▶ _The problem_: Pick up at the line with "impl Repository for". Write it out exactly, along with each later line through the end of the data, and nothing more.

▶ _Extracted records_:
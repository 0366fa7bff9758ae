//! Local File Source

use super::{Format, Repository, SnapshotStore};
use crate::error::SourceError;
use crate::value::{Snapshot, Value};
use async_trait::async_trait;
use std::path::{Path, PathBuf};
use std::sync::Arc;
use tracing::debug;

/// Reads a YAML or JSON document from the local filesystem
#[derive(Debug)]
pub struct FileRepository {
    path: PathBuf,
    format: Format,
    store: SnapshotStore,
}

impl FileRepository {
    pub fn new(path: impl Into<PathBuf>) -> Self {
        let path = path.into();
        let format = Format::from_path(&path);
        Self {
            path,
            format,
            store: SnapshotStore::new(),
        }
    }

    /// Override the extension-based format detection
    pub fn with_format(mut self, format: Format) -> Self {
        self.format = format;
        self
    }

    pub fn path(&self) -> &Path {
        &self.path
    }
}

#[async_trait]
impl Repository for FileRepository {
    async fn refresh(&self) -> Result<(), SourceError> {
        let content = tokio::fs::read_to_string(&self.path).await?;
        let snapshot = self.format.parse(&content)?;
        debug!("Loaded {} keys from {}", snapshot.len(), self.path.display());
        self.store.publish(snapshot);
        Ok(())
    }

    fn get_data(&self, key: &str) -> Option<Value> {
        self.store.get(key)
    }

    fn snapshot(&self) -> Option<Arc<Snapshot>> {
        Some(self.store.load())
    }

    fn name(&self) -> String {
        format!("file:{}", self.path.display())
    }
}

▶ _Completed task_:
impl Repository for FileRepository {
    async fn refresh(&self) -> Result<(), SourceError> {
        let content = tokio::fs::read_to_string(&self.path).await?;
        let snapshot = self.format.parse(&content)?;
        debug!("Loaded {} keys from {}", snapshot.len(), self.path.display());
        self.store.publish(snapshot);
        Ok(())
    }

    fn get_data(&self, key: &str) -> Option<Value> {
        self.store.get(key)
    }

    fn snapshot(&self) -> Option<Arc<Snapshot>> {
        Some(self.store.load())
    }

    fn name(&self) -> String {
        format!("file:{}", self.path.display())
    }
}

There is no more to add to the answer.